December 8, 2019

Kimberly Young: Connect-Ed

It’s hard to pin down Kimberly Young.

UMW Executive Director of Continuing and Professional Studies Kimberly Young

UMW Executive Director of Continuing and Professional Studies Kimberly Young

As executive director of Continuing and Professional Studies, she darts daily among UMW’s three campuses, canvassing for community partners, zipping up connections wherever she can.

She was already revved up when she came to Mary Washington in spring 2017 from the University of Missouri, where she built a similar program from scratch. She set straight to work sweeping herself into the culture of UMW and the greater Fredericksburg area, matching faculty expertise to the region’s professional needs.

In just over two years, she’s established relationships with key organizations like Rappahannock Electric Cooperative, the Central Rappahannock Regional Library and Mary Washington Healthcare, and launched more than a dozen non-credit and single-credit courses.

Thanks to a grant that came through this spring, a new cybersecurity certificate program that targets an underserved area is now up and running. It’s the result of a hugely collaborative effort.

“It was a lot of work,” Young said. “Getting everyone on the same page and willing to work together was a tremendous feat that required shared vision and a commitment to improving our region through education.”

Q: What’s most rewarding about your job?
A: When my work makes an impact. I love seeing a faculty member teach an executive class and nailing it, or putting together a program to help a client do business more innovatively.

Q: Most challenging?
A: In order to increase our presence and credibility in regional workforce and professional development, I have to dynamically prioritize daily. That requires a broad base of knowledge, from regional economic development to the latest trends in adult learning.

Q: What question do colleagues most often ask?
A: How they can help. I love that! Faculty and staff call and pitch ideas for classes. We help each other grow and build.

Q: What’s the most interesting course you’ve come across? Is Underwater Basket Weaving really a thing?
A: I’m not opposed to it! We had a collaboration with an art museum in which we applied Visual Thinking Strategy to works of art to help participants sharpen observation and problem-solving skills. They learned about 19th-century artists, as well as how to think deeply and ask questions to become better leaders.

Q: What are the characteristics of an effective leader?
A: Self-awareness, empathy, and the ability to formulate and communicate vision. The lack of self-awareness is a big de-railer. It limits the ability to recognize blind spots and impairs a leader’s ability to be flexible and adaptable.

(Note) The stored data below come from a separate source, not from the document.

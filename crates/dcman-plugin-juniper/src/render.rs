//! Rendering of configuration deltas into Junos set/delete command lines

use dcman_plugin::{ConfigDelta, ConfigOp};

/// Render one operation as a command line.
///
/// Values containing whitespace are quoted; paths are joined verbatim
/// since path elements may themselves carry arguments ("unit 5").
pub fn render_op(op: &ConfigOp) -> String {
    match op {
        ConfigOp::Set { path, value } => {
            if value.is_empty() {
                format!("set {}", path.join(" "))
            } else {
                format!("set {} {}", path.join(" "), quote(value))
            }
        }
        ConfigOp::Delete { path } => format!("delete {}", path.join(" ")),
    }
}

/// Render a whole delta in order
pub fn render_delta(delta: &ConfigDelta) -> Vec<String> {
    delta.ops.iter().map(render_op).collect()
}

fn quote(value: &str) -> String {
    if value.chars().any(char::is_whitespace) {
        format!("\"{value}\"")
    } else {
        value.to_string()
    }
}

#[cfg(test)]
mod tests {
    use super::*;

    #[test]
    fn test_render_set_and_delete() {
        let delta = ConfigDelta::new()
            .set(&["system", "host-name"], "leaf-1")
            .set(&["system", "login", "message"], "authorized use only")
            .set(&["routing-options", "router-id"], "10.0.0.1")
            .delete(&["interfaces", "xe-0/0/0"]);

        assert_eq!(
            render_delta(&delta),
            vec![
                "set system host-name leaf-1",
                "set system login message \"authorized use only\"",
                "set routing-options router-id 10.0.0.1",
                "delete interfaces xe-0/0/0",
            ]
        );
    }

    #[test]
    fn test_render_set_without_value() {
        let delta = ConfigDelta::new().set(&["protocols", "lldp", "interface all"], "");
        assert_eq!(render_delta(&delta), vec!["set protocols lldp interface all"]);
    }
}
//! Device session transport abstraction
//!
//! The plugins drive a `Transport` rather than a concrete NETCONF stack,
//! so the commit machinery is testable without a device. `LoopbackTransport`
//! is the built-in implementation: it accepts every load, records what was
//! sent, and can be scripted to fail a number of commits for retry testing.

use std::sync::Arc;
use std::sync::atomic::{AtomicU32, Ordering};

use async_trait::async_trait;
use dcman_common::DcmanError;
use dcman_plugin::{DeviceFacts, DeviceMeta};
use tokio::sync::Mutex;

/// One configuration session with a device
#[async_trait]
pub trait Transport: Send + Sync {
    /// Open the session
    async fn connect(&self) -> Result<(), DcmanError>;

    /// Load a batch of command lines into the candidate configuration
    async fn load(&self, lines: &[String]) -> Result<(), DcmanError>;

    /// Commit the candidate configuration; returns device warnings
    async fn commit(&self) -> Result<Vec<String>, DcmanError>;

    /// Collect device identity facts
    async fn facts(&self) -> Result<DeviceFacts, DcmanError>;

    /// Close the session
    async fn close(&self) -> Result<(), DcmanError>;
}

/// Factory producing a transport bound to one device
pub type TransportFactory = Arc<dyn Fn(&DeviceMeta) -> Arc<dyn Transport> + Send + Sync>;

/// In-process transport stand-in.
///
/// Keeps every loaded batch for inspection and succeeds unconditionally,
/// except for a scripted number of leading commit failures.
pub struct LoopbackTransport {
    meta: DeviceMeta,
    loaded: Mutex<Vec<Vec<String>>>,
    committed: Mutex<Vec<Vec<String>>>,
    failing_commits: AtomicU32,
}

impl LoopbackTransport {
    pub fn new(meta: DeviceMeta) -> Self {
        Self {
            meta,
            loaded: Mutex::new(Vec::new()),
            committed: Mutex::new(Vec::new()),
            failing_commits: AtomicU32::new(0),
        }
    }

    /// Script the next `count` commits to fail with a transport error
    pub fn fail_next_commits(&self, count: u32) {
        self.failing_commits.store(count, Ordering::SeqCst);
    }

    /// All batches committed so far, in commit order
    pub async fn committed(&self) -> Vec<Vec<String>> {
        self.committed.lock().await.clone()
    }

    /// Factory binding a fresh loopback transport per device
    pub fn factory() -> TransportFactory {
        Arc::new(|meta| Arc::new(LoopbackTransport::new(meta.clone())))
    }
}

#[async_trait]
impl Transport for LoopbackTransport {
    async fn connect(&self) -> Result<(), DcmanError> {
        tracing::debug!(device = %self.meta.name, "loopback session opened");
        Ok(())
    }

    async fn load(&self, lines: &[String]) -> Result<(), DcmanError> {
        self.loaded.lock().await.push(lines.to_vec());
        Ok(())
    }

    async fn commit(&self) -> Result<Vec<String>, DcmanError> {
        let remaining = self.failing_commits.load(Ordering::SeqCst);
        if remaining > 0 {
            self.failing_commits.store(remaining - 1, Ordering::SeqCst);
            return Err(DcmanError::TransportError(format!(
                "commit refused by {} (scripted failure)",
                self.meta.name
            )));
        }
        let mut loaded = self.loaded.lock().await;
        let mut committed = self.committed.lock().await;
        committed.append(&mut loaded);
        Ok(Vec::new())
    }

    async fn facts(&self) -> Result<DeviceFacts, DcmanError> {
        Ok(DeviceFacts {
            hostname: self.meta.name.clone(),
            model: self.meta.product.clone(),
            os_version: self
                .meta
                .os_version
                .clone()
                .unwrap_or_else(|| "unknown".to_string()),
            serial_number: None,
        })
    }

    async fn close(&self) -> Result<(), DcmanError> {
        tracing::debug!(device = %self.meta.name, "loopback session closed");
        Ok(())
    }
}
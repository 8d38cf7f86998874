//! Built-in plugin registration
//!
//! Every built-in plugin appears once in `BUILTIN_PLUGINS`; registration
//! walks the table in order and aborts on the first failure, which the
//! caller treats as fatal at startup. Adding a plugin means adding one
//! table entry; the table is the single place the built-in set is defined.

use dcman_common::DcmanError;
use dcman_plugin::{PluginDescriptor, PluginRegistry};

/// One table entry: plugin name and its registration function
pub type BuiltinEntry = (&'static str, fn() -> PluginDescriptor);

/// Built-in plugins, registered in order.
///
/// The juniper baseline goes first; the family plugins outrank it through
/// narrower product claims, not registration order.
pub const BUILTIN_PLUGINS: &[BuiltinEntry] = &[
    ("juniper_conf", dcman_plugin_juniper::registration),
    ("mx_conf", dcman_plugin_mx::registration),
    ("qfx_conf", dcman_plugin_qfx::registration),
];

/// Register a table of plugins, failing fast on the first bad entry.
///
/// Entries registered before a failure stay registered; nothing is promised
/// about them once the error propagates.
pub fn register_table(
    registry: &PluginRegistry,
    table: &[BuiltinEntry],
) -> Result<(), DcmanError> {
    for (name, registration) in table {
        let descriptor = registration();
        if descriptor.name != *name {
            return Err(DcmanError::InternalError(format!(
                "plugin table entry '{}' produced descriptor named '{}'",
                name, descriptor.name
            )));
        }
        registry.register(descriptor)?;
    }
    Ok(())
}

/// Register every built-in plugin into the given registry.
///
/// Called once at startup, before any plugin lookup. Any failure here is
/// fatal: there is no retry and no partial-success contract.
pub fn register_builtin_plugins(registry: &PluginRegistry) -> Result<(), DcmanError> {
    register_table(registry, BUILTIN_PLUGINS)?;
    tracing::info!(plugins = ?registry.list(), "built-in plugins registered");
    Ok(())
}

/// Convenience constructor: a fresh registry with the built-in set loaded
pub fn registry_with_builtins() -> Result<PluginRegistry, DcmanError> {
    let registry = PluginRegistry::new();
    register_builtin_plugins(&registry)?;
    Ok(registry)
}

#[cfg(test)]
mod tests {
    use std::sync::Arc;

    use dcman_common::DeviceRole;
    use dcman_plugin::DeviceMeta;

    use super::*;

    #[test]
    fn test_builtin_registration_succeeds_once() {
        let registry = PluginRegistry::new();
        register_builtin_plugins(&registry).unwrap();
        assert_eq!(registry.len(), BUILTIN_PLUGINS.len());
    }

    #[test]
    fn test_all_builtins_resolvable_after_registration() {
        let registry = registry_with_builtins().unwrap();

        let cases = [
            ("mx480", DeviceRole::Gateway, "mx_conf"),
            ("vmx", DeviceRole::Spine, "mx_conf"),
            ("qfx5100-48s", DeviceRole::Leaf, "qfx_conf"),
            ("qfx10002", DeviceRole::Spine, "qfx_conf"),
            // anything else Juniper falls back to the baseline
            ("ex4300", DeviceRole::Leaf, "juniper_conf"),
            // role outside a family claim falls back too
            ("mx480", DeviceRole::Leaf, "juniper_conf"),
        ];
        for (product, role, expected) in cases {
            let meta = DeviceMeta::new("dev", "juniper", product, role);
            let resolved = registry.resolve(&meta).unwrap();
            assert_eq!(resolved.descriptor.name, expected, "product {product}");
        }
    }

    #[test]
    fn test_second_registration_into_same_registry_fails() {
        let registry = registry_with_builtins().unwrap();
        let err = register_builtin_plugins(&registry).unwrap_err();
        assert!(matches!(err, DcmanError::DuplicatePlugin(_)));
    }

    #[test]
    fn test_bad_table_entry_fails_fast() {
        fn broken() -> dcman_plugin::PluginDescriptor {
            dcman_plugin::PluginDescriptor::new(
                "broken_conf",
                "juniper",
                Arc::new(|_| Err(DcmanError::InternalError("unused".to_string()))),
            )
            .with_products(&["^qfx("])
        }

        let table: &[BuiltinEntry] = &[
            ("juniper_conf", dcman_plugin_juniper::registration),
            ("broken_conf", broken),
            ("mx_conf", dcman_plugin_mx::registration),
        ];

        let registry = PluginRegistry::new();
        let err = register_table(&registry, table).unwrap_err();
        assert!(matches!(err, DcmanError::InvalidProductPattern { .. }));
        // entries before the failure stay; the one after was never reached
        assert_eq!(registry.list(), vec!["juniper_conf"]);
    }

    #[test]
    fn test_table_entry_name_mismatch_detected() {
        let table: &[BuiltinEntry] = &[("qfx_conf", dcman_plugin_mx::registration)];
        let registry = PluginRegistry::new();
        let err = register_table(&registry, table).unwrap_err();
        assert!(matches!(err, DcmanError::InternalError(_)));
    }
}
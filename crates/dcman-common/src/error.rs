//! Error types for dcman
//!
//! A single application-level error enum shared by the plugin SPI, the
//! vendor plugins, and the device manager. Registration and resolution
//! failures are startup-fatal for the caller; transport and commit failures
//! surface per-operation.

/// Application-specific error types
#[derive(thiserror::Error, Debug)]
pub enum DcmanError {
    #[error("caused: {0}")]
    IllegalArgument(String),

    #[error("plugin '{0}' already registered")]
    DuplicatePlugin(String),

    #[error("plugin '{name}' has invalid product pattern '{pattern}': {reason}")]
    InvalidProductPattern {
        name: String,
        pattern: String,
        reason: String,
    },

    #[error(
        "plugin '{plugin}' claims product '{product}' for vendor '{vendor}', already claimed by '{other}'"
    )]
    OverlappingExactClaim {
        plugin: String,
        other: String,
        vendor: String,
        product: String,
    },

    #[error("no plugin registered for vendor '{vendor}' product '{product}' role '{role}'")]
    PluginNotFound {
        vendor: String,
        product: String,
        role: String,
    },

    #[error("device '{0}' not managed")]
    DeviceNotFound(String),

    #[error("device '{0}' already managed")]
    DeviceAlreadyManaged(String),

    #[error("plugin '{plugin}' failed to initialize: {reason}")]
    PluginInit { plugin: String, reason: String },

    #[error("transport error: {0}")]
    TransportError(String),

    #[error("commit failed after {attempts} attempt(s): {reason}")]
    CommitError { attempts: u32, reason: String },

    #[error("operation not supported by '{plugin}': {operation}")]
    UnsupportedOperation { plugin: String, operation: String },

    #[error("configuration error: {0}")]
    ConfigError(String),

    #[error("internal error: {0}")]
    InternalError(String),
}

impl DcmanError {
    /// Whether the caller should treat this error as fatal at startup.
    ///
    /// Registration-time failures abort startup; everything else is
    /// scoped to a single device or operation.
    pub fn is_startup_fatal(&self) -> bool {
        matches!(
            self,
            DcmanError::DuplicatePlugin(_)
                | DcmanError::InvalidProductPattern { .. }
                | DcmanError::OverlappingExactClaim { .. }
                | DcmanError::ConfigError(_)
        )
    }
}

#[cfg(test)]
mod tests {
    use super::*;

    #[test]
    fn test_startup_fatal_classification() {
        assert!(DcmanError::DuplicatePlugin("mx".into()).is_startup_fatal());
        assert!(
            DcmanError::InvalidProductPattern {
                name: "qfx".into(),
                pattern: "(".into(),
                reason: "unclosed group".into(),
            }
            .is_startup_fatal()
        );
        assert!(
            DcmanError::OverlappingExactClaim {
                plugin: "b_conf".into(),
                other: "a_conf".into(),
                vendor: "juniper".into(),
                product: "mx480".into(),
            }
            .is_startup_fatal()
        );
        assert!(!DcmanError::TransportError("timeout".into()).is_startup_fatal());
    }

    #[test]
    fn test_plugin_not_found_message() {
        let err = DcmanError::PluginNotFound {
            vendor: "cisco".into(),
            product: "nexus".into(),
            role: "leaf".into(),
        };
        assert_eq!(
            err.to_string(),
            "no plugin registered for vendor 'cisco' product 'nexus' role 'leaf'"
        );
    }
}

Q: What item in your office is most special to you?
A: My graduation stole from Duke University. My senior class was the first to allow kente cloth stoles for African American students to wear during graduation. We worked tirelessly to impress upon university administrators the importance of representing both this great accomplishment and our heritage. It reminds me who I am and where I come from, and makes me proud.

Q: What would people be surprised to learn about you?
A: I love to cook. I’m passionate about the art of the dinner party and home entertaining. There’s nothing more special to me than creating and sharing a meal with someone or having them do the same for me.

Q: What’s your motto?
A: To whom much is given, much is required.

Comments

  1. Mitchell D Young says

    This is my child with whom I’m well pleased!